Fryslând, une navigation entre eau salée et eau douce

Embarquement immédiat pour une navigation pas comme les autres. C’est en Hollande, au bord de la mer du Nord, là où la terre est continuellement foulée par les vents que nous avons rendez-vous. La région s’appelle la Frise. La ville de ralliement se prénomme Harlingen, Harns comme disent les Frisons très fiers de leur langue qui n’est pas un dialecte, mais bien une langue à part entière. Son dédale de canaux qui s’enfilent dans chaque recoin de la ville ne faillit pas à la réputation de la Hollande. A chaque coin de rue, un bateau pointe le bout de son nez et il n’est pas rare de voir dépasser des mâts par-dessus les toits de la ville. Les ponts s’engagent dans un ballet incessant, s’ouvrent, basculent, pivotent au gré des allers et venues des bateaux.

Si la ville n’est pas très grande, c’est bien l’unique chose de la croisière qui ne l’est pas. Un équipage composé de 26 matelots sans compter les deux skippers et les deux cuisiniers s’apprêtent à embarquer sur un bateau d’un autre temps, le Grootvorst. Un bateau à fond plat de 40 mètres de long et possédant trois mâts. Au total, 15 voiles peuvent se déployer pour faire avancer cet oiseau des mers. Ce vendredi 27 juin, tout le monde est au rendez-vous à 18h tapante pour prendre ses quartiers à bord de cette embarcation datant de 1896.

Le départ tant attendu

Après un bel orage durant la nuit de vendredi qui a nettoyé le ciel, une belle journée s’annonce samedi matin. À 9h30, rendez-vous sur le pont pour recevoir les instructions de Dominique, notre maître des manœuvres. Présentation des différentes voiles, de l’emplacement des drisses, des écoutes. Il faut dire qu’avec ses 520m2 de voiles à hisser à la main « Oh hisse ! » ne sera pas un vain mot !!! Tout le monde est impatient de larguer les amarres.
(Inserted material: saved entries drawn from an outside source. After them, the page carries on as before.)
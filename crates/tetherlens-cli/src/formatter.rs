//! Output formatters for command results.

use clap::ValueEnum;
use comfy_table::{Cell, ContentArrangement, Table};
use tetherlens_proto::{
    render_cell, ColumnSpec, ContractInfo, EntityType, EventRecord, RenderHint,
};

/// Output format for results.
#[derive(Debug, Clone, Copy, PartialEq, Eq, ValueEnum)]
pub enum OutputFormat {
    /// ASCII table format
    Table,
    /// JSON format
    Json,
    /// CSV format
    Csv,
}

impl std::fmt::Display for OutputFormat {
    fn fmt(&self, f: &mut std::fmt::Formatter<'_>) -> std::fmt::Result {
        match self {
            OutputFormat::Table => write!(f, "table"),
            OutputFormat::Json => write!(f, "json"),
            OutputFormat::Csv => write!(f, "csv"),
        }
    }
}

/// Trait for formatting output.
pub trait Formatter: Send + Sync {
    /// Format an event table.
    fn format_events(&self, columns: &[ColumnSpec], rows: &[EventRecord]) -> String;

    /// Format the detail view of one event.
    fn format_detail(&self, entity: EntityType, rows: &[(&'static str, String)]) -> String;

    /// Format the entity catalogue.
    fn format_entities(&self, entities: &[EntityType]) -> String;

    /// Format contract and endpoint information.
    fn format_info(&self, contract: &ContractInfo, endpoint: &str) -> String;

    /// Format the result of a hex or cipher operation.
    fn format_conversion(&self, operation: &str, output: &str) -> String;
}

/// Create a formatter for the given output format.
pub fn create_formatter(format: OutputFormat) -> Box<dyn Formatter> {
    match format {
        OutputFormat::Table => Box::new(TableFormatter),
        OutputFormat::Json => Box::new(JsonFormatter),
        OutputFormat::Csv => Box::new(CsvFormatter),
    }
}

/// Columns backed by a record field; the action column has no terminal form.
fn data_columns(columns: &[ColumnSpec]) -> impl Iterator<Item = &ColumnSpec> {
    columns.iter().filter(|column| column.field_key().is_some())
}

/// Table formatter using comfy-table.
pub struct TableFormatter;

impl Formatter for TableFormatter {
    fn format_events(&self, columns: &[ColumnSpec], rows: &[EventRecord]) -> String {
        if rows.is_empty() {
            return "No results".to_string();
        }

        let mut table = Table::new();
        table.set_content_arrangement(ContentArrangement::Dynamic);
        table.set_header(data_columns(columns).map(|c| Cell::new(c.label)).collect::<Vec<_>>());

        for record in rows {
            let cells: Vec<Cell> = data_columns(columns)
                .map(|column| {
                    let text = render_cell(record, column);
                    match column.hint {
                        RenderHint::Ellipsis => Cell::new(abbreviate(&text)),
                        _ => Cell::new(text),
                    }
                })
                .collect();
            table.add_row(cells);
        }

        format!("{}\n{} row(s)", table, rows.len())
    }

    fn format_detail(&self, entity: EntityType, rows: &[(&'static str, String)]) -> String {
        let mut table = Table::new();
        table.set_content_arrangement(ContentArrangement::Dynamic);
        table.set_header(vec!["Field", "Value"]);
        table.add_row(vec!["Event Type", entity.title()]);
        for (label, value) in rows {
            table.add_row(vec![*label, value.as_str()]);
        }
        table.to_string()
    }

    fn format_entities(&self, entities: &[EntityType]) -> String {
        let mut table = Table::new();
        table.set_content_arrangement(ContentArrangement::Dynamic);
        table.set_header(vec!["Entity", "Event", "Fields", "Description"]);

        for entity in entities {
            table.add_row(vec![
                entity.as_str().to_string(),
                entity.title().to_string(),
                entity.descriptor().fields().join(", "),
                entity.description().to_string(),
            ]);
        }

        table.to_string()
    }

    fn format_info(&self, contract: &ContractInfo, endpoint: &str) -> String {
        let mut table = Table::new();
        table.add_row(vec!["Contract", contract.name]);
        table.add_row(vec!["Address", contract.address]);
        table.add_row(vec!["Network", contract.network]);
        table.add_row(vec!["Endpoint", endpoint]);
        table.to_string()
    }

    fn format_conversion(&self, _operation: &str, output: &str) -> String {
        output.to_string()
    }
}

/// JSON formatter.
pub struct JsonFormatter;

impl Formatter for JsonFormatter {
    fn format_events(&self, _columns: &[ColumnSpec], rows: &[EventRecord]) -> String {
        serde_json::to_string_pretty(rows).unwrap_or_else(|_| "[]".to_string())
    }

    fn format_detail(&self, entity: EntityType, rows: &[(&'static str, String)]) -> String {
        let mut fields = serde_json::Map::new();
        for (label, value) in rows {
            fields.insert(label.to_string(), serde_json::Value::String(value.clone()));
        }
        serde_json::to_string_pretty(&serde_json::json!({
            "entity": entity,
            "fields": fields,
        }))
        .unwrap_or_else(|_| "{}".to_string())
    }

    fn format_entities(&self, entities: &[EntityType]) -> String {
        let list: Vec<serde_json::Value> = entities
            .iter()
            .map(|entity| {
                serde_json::json!({
                    "entity": entity,
                    "title": entity.title(),
                    "description": entity.description(),
                    "fields": entity.descriptor().fields(),
                })
            })
            .collect();
        serde_json::to_string_pretty(&list).unwrap_or_else(|_| "[]".to_string())
    }

    fn format_info(&self, contract: &ContractInfo, endpoint: &str) -> String {
        serde_json::to_string_pretty(&serde_json::json!({
            "contract": contract,
            "endpoint": endpoint,
        }))
        .unwrap_or_else(|_| "{}".to_string())
    }

    fn format_conversion(&self, operation: &str, output: &str) -> String {
        serde_json::json!({
            "operation": operation,
            "output": output,
        })
        .to_string()
    }
}

/// CSV formatter.
pub struct CsvFormatter;

impl Formatter for CsvFormatter {
    fn format_events(&self, columns: &[ColumnSpec], rows: &[EventRecord]) -> String {
        let mut output = String::new();

        let header: Vec<&str> = data_columns(columns).map(|c| c.key).collect();
        output.push_str(&header.join(","));
        output.push('\n');

        for record in rows {
            let cells: Vec<String> = data_columns(columns)
                .map(|column| csv_field(record.get(column.key).unwrap_or_default()))
                .collect();
            output.push_str(&cells.join(","));
            output.push('\n');
        }

        output
    }

    fn format_detail(&self, entity: EntityType, rows: &[(&'static str, String)]) -> String {
        let mut output = String::from("field,value\n");
        output.push_str(&format!("Event Type,{}\n", csv_field(entity.title())));
        for (label, value) in rows {
            output.push_str(&format!("{},{}\n", csv_field(label), csv_field(value)));
        }
        output
    }

    fn format_entities(&self, entities: &[EntityType]) -> String {
        let mut output = String::from("entity,title,fields\n");
        for entity in entities {
            output.push_str(&format!(
                "{},{},{}\n",
                entity.as_str(),
                csv_field(entity.title()),
                csv_field(&entity.descriptor().fields().join(" "))
            ));
        }
        output
    }

    fn format_info(&self, contract: &ContractInfo, endpoint: &str) -> String {
        format!(
            "name,address,network,endpoint\n{},{},{},{}\n",
            csv_field(contract.name),
            contract.address,
            csv_field(contract.network),
            csv_field(endpoint)
        )
    }

    fn format_conversion(&self, operation: &str, output: &str) -> String {
        format!("operation,output\n{},{}\n", operation, csv_field(output))
    }
}

/// Shorten a long address to `0x1234…abcd`.
fn abbreviate(value: &str) -> String {
    const KEEP: usize = 6;
    let chars: Vec<char> = value.chars().collect();
    if chars.len() <= 2 * KEEP + 1 {
        return value.to_string();
    }
    let head: String = chars[..KEEP].iter().collect();
    let tail: String = chars[chars.len() - 4..].iter().collect();
    format!("{}…{}", head, tail)
}

/// Quote a CSV field when it needs it.
fn csv_field(value: &str) -> String {
    if value.contains([',', '"', '\n', '\r']) {
        format!("\"{}\"", escape_csv(value))
    } else {
        value.to_string()
    }
}

/// Escape a string for CSV.
fn escape_csv(s: &str) -> String {
    s.replace('"', "\"\"")
}
use super::{decrypted_text, CipherKind, TextCipher};
use crate::error::Error;
use crate::text_hex::{strip_prefix, HEX_PREFIX};
use crate::wide;

/// Shift used when none is supplied.
pub const DEFAULT_CAESAR_SHIFT: i32 = 7;

/// Rotates every digit of the wide-hex form within its own alphabet:
/// `0-9` modulo 10, `a-f` and `A-F` modulo 6.
#[derive(Debug, Clone, Copy, PartialEq, Eq)]
pub struct CaesarCipher {
    shift: i32,
}

impl CaesarCipher {
    pub fn new(shift: i32) -> Self {
        Self { shift }
    }

    pub fn shift(&self) -> i32 {
        self.shift
    }
}

impl Default for CaesarCipher {
    fn default() -> Self {
        Self::new(DEFAULT_CAESAR_SHIFT)
    }
}

impl TextCipher for CaesarCipher {
    fn kind(&self) -> CipherKind {
        CipherKind::Caesar
    }

    fn encrypt(&self, text: &str) -> Result<String, Error> {
        let digits = wide::render_units(&wide::to_units(text));
        Ok(format!(
            "{}{}",
            HEX_PREFIX,
            shift_hex_digits(&digits, i64::from(self.shift))
        ))
    }

    fn decrypt(&self, input: &str) -> Result<String, Error> {
        let digits = shift_hex_digits(strip_prefix(input), -i64::from(self.shift));
        decrypted_text(&wide::parse_units(&digits)?)
    }
}

/// Rotate each hex digit by `shift`; other characters pass through.
pub fn shift_hex_digits(hex: &str, shift: i64) -> String {
    hex.chars().map(|c| shift_digit(c, shift)).collect()
}

fn shift_digit(c: char, shift: i64) -> char {
    let rotate = |base: u8, modulus: i64| {
        let offset = i64::from(c as u8 - base);
        let rotated = (offset + shift.rem_euclid(modulus)) % modulus;
        char::from(base + rotated as u8)
    };

    match c {
        '0'..='9' => rotate(b'0', 10),
        'a'..='f' => rotate(b'a', 6),
        'A'..='F' => rotate(b'A', 6),
        _ => c,
    }
}

/// Parse a Caesar key as a signed shift.
pub fn parse_shift(key: &str) -> Result<i32, Error> {
    key.trim()
        .parse::<i32>()
        .map_err(|e| Error::InvalidKey(format!("caesar shift '{}': {}", key, e)))
}

#[cfg(test)]
mod tests {
    use super::*;

    #[test]
    fn test_known_output() {
        // "A" = 0041 -> 7718 with shift 7
        let cipher = CaesarCipher::default();
        assert_eq!(cipher.encrypt("A").unwrap(), "0x7718");
        assert_eq!(cipher.decrypt("0x7718").unwrap(), "A");
    }

    #[test]
    fn test_letters_rotate_mod_six() {
        assert_eq!(shift_hex_digits("abcdef", 1), "bcdefa");
        assert_eq!(shift_hex_digits("ABCDEF", 7), "BCDEFA");
        assert_eq!(shift_hex_digits("09", -1), "98");
    }

    #[test]
    fn test_non_hex_passthrough() {
        assert_eq!(shift_hex_digits("0x-z", 3), "3x-z");
    }

    #[test]
    fn test_shift_then_unshift_is_identity() {
        let digits = "0123456789abcdefABCDEF";
        for k in [-31, -7, 0, 1, 7, 13, 60, 1_000_003] {
            assert_eq!(shift_hex_digits(&shift_hex_digits(digits, k), -k), digits);
        }
    }

    #[test]
    fn test_extreme_shift_roundtrip() {
        for shift in [i32::MIN, i32::MAX] {
            let cipher = CaesarCipher::new(shift);
            let encrypted = cipher.encrypt("边界").unwrap();
            assert_eq!(cipher.decrypt(&encrypted).unwrap(), "边界");
        }
    }

    #[test]
    fn test_parse_shift() {
        assert_eq!(parse_shift(" -4 "), Ok(-4));
        assert!(matches!(parse_shift("4.5"), Err(Error::InvalidKey(_))));
    }
}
Ça y est, c’est fait. Dans la plus grande décontraction de la part de nos skippers qui ne voient pas où se trouve la difficulté de manipuler un engin pareil. Direction Terschelling, une île au nord-ouest de Harlingen. Après quelques miles, nous hissons les cinq voiles principales sous le commandement et l’œil attentif de Dominique … impressionnante image de voir le bateau ainsi gréé. Pas de winch à bord, mais au moins trois personnes suspendues à chaque drisse pour hisser les voiles, houlà les muscles !! À la voile, nous entamons maintenant un zigzag entre les bancs de sables du Waddenzee. Les balises latérales se succèdent à un rythme effréné. L’arrivée sur l’île de Terschelling se passe sous un soleil radieux et une manœuvre d’accostage impeccable malgré la taille imposante de notre navire. Y a pas à dire, ils maîtrisent la bête nos deux jeunes skippers, Dominique et Andras. Une visite de la ville et un excellent souper préparé par Hans et Ania, nos cuisiniers, termine une première journée de navigation inoubliable où nous avons croisé une multitude de bateaux historiques donnant l’impression de naviguer dans un autre temps.

Échouage en vue

Dimanche 29 juin. Après un déjeuner copieux, nous manœuvrons pour laisser partir le bateau auquel nous étions à couple. Ensuite, nous nous remettons à quai car l’heure de départ n’est prévue qu’à 11h30 afin qu’on puisse échouer quelque part dans le Waddenzee l’après-midi. Pendant ce temps, nous avons pu admirer la maîtrise des barreurs lors des nombreuses manœuvres de ces majestueux bateaux historiques et quelle n’a pas été notre surprise de voir un enfant d’une douzaine d’années derrière une barre à roue. Un vrai jeu d’enfant pour lui ! A l’heure prévue, nous appareillons et naviguons quasiment qu’à la voile. Certains d’entre nous s’essaient à leur tour à la barre. Après un premier échouage involontaire où nous avons touché un banc de sable, nous nous dégageons et repartons un peu plus loin pour l’échouage prévu au milieu du Waddenzee non loin de l’île de Texel. Ne reste plus qu’à patienter ! Nous suivons attentivement la baisse du niveau de la mer. À 16h, Claude Beaud part en éclaireur. Il remonte ses pantalons et descend l’échelle. Tout va bien sur l’estran, mais l’eau le mouille tout de même bien plus haut que les genoux. Attendons encore un peu. Une demi-heure plus tard, toute l’équipe du CCSLémanique « marche sur l’eau » et se met à la recherche de crabes. Heureusement que Hans ne comptent pas sur notre pêche pour le souper ! A l’heure de passer à table, nos skippers et cuisiniers s’éclipsent, c’est que l’équipe de Hollande joue ce soir-là. Tout à coup, deux coups de cornes de brume signalent les buts de l’équipe des Pays-Bas face au Mexique. Ouf, notre équipage néerlandais sera de bonne humeur pour le reste de la semaine. La journée se termine par un mouillage, proche de l’endroit de notre échouage.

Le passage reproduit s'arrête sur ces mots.